§ Data to use:
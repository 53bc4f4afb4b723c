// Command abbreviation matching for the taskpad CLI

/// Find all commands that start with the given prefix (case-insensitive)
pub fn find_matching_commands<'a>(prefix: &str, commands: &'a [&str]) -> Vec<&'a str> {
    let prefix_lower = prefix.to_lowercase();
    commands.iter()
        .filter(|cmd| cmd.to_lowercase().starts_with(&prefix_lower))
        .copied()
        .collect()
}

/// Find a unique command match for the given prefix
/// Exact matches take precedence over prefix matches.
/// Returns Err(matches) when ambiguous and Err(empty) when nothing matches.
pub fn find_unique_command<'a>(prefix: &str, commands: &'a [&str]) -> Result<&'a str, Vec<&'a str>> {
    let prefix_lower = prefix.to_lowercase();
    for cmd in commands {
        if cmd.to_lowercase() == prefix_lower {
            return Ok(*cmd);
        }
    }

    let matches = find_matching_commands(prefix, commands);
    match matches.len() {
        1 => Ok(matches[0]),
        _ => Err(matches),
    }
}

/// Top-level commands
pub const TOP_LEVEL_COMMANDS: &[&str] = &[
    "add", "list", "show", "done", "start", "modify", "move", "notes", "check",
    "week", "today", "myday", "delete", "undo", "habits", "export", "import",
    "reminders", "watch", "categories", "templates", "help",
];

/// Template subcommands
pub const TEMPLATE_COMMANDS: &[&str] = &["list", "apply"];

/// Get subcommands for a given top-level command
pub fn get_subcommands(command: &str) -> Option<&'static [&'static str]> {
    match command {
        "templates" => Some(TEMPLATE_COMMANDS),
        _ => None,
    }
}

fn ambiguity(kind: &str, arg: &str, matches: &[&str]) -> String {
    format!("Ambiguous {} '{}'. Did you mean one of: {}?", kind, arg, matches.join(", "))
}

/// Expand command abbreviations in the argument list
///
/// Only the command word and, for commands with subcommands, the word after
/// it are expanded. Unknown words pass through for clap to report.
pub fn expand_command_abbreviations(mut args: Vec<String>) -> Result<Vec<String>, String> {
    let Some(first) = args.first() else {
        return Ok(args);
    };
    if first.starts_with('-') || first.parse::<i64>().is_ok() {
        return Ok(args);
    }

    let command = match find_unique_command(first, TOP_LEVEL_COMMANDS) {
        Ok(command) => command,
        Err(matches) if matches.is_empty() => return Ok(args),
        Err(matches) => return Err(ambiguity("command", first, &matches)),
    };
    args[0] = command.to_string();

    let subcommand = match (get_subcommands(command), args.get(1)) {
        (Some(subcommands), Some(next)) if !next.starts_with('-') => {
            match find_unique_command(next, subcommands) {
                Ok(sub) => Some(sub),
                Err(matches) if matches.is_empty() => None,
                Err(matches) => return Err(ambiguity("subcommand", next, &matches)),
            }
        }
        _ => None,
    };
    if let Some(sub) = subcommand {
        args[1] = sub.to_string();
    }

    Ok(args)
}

* * *

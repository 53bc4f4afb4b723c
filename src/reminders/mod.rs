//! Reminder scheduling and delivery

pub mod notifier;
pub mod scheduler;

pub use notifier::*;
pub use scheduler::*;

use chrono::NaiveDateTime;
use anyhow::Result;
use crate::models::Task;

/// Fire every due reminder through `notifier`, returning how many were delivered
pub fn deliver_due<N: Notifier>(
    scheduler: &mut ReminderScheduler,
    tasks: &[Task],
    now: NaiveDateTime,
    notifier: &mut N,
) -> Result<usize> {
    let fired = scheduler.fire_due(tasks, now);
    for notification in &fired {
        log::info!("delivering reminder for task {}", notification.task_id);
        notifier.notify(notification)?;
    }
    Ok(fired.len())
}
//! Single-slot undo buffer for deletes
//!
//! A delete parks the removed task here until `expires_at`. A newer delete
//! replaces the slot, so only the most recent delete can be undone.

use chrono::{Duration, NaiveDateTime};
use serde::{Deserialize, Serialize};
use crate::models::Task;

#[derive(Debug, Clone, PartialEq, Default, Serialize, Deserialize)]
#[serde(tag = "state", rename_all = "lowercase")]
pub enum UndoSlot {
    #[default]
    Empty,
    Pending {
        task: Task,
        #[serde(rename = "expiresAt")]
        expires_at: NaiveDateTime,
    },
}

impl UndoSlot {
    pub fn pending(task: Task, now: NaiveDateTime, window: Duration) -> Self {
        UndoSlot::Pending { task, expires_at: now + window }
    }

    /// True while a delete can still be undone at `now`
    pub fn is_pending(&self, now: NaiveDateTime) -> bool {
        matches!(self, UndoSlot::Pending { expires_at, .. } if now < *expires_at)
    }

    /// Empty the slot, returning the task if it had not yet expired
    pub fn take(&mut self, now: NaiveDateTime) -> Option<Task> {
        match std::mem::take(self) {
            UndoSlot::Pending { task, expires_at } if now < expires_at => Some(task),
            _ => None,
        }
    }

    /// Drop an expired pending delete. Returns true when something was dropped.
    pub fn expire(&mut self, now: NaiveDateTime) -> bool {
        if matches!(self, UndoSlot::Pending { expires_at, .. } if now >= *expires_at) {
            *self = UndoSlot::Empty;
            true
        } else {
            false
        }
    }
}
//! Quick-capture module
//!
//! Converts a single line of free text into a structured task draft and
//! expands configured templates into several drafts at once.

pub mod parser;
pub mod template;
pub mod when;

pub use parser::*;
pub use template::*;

§ Task description: Only the lines with the string "fired" are wanted; pick them out of the records above and copy them.

§ Response to the exercise:
    let fired = scheduler.fire_due(tasks, now);
    for notification in &fired {
    Ok(fired.len())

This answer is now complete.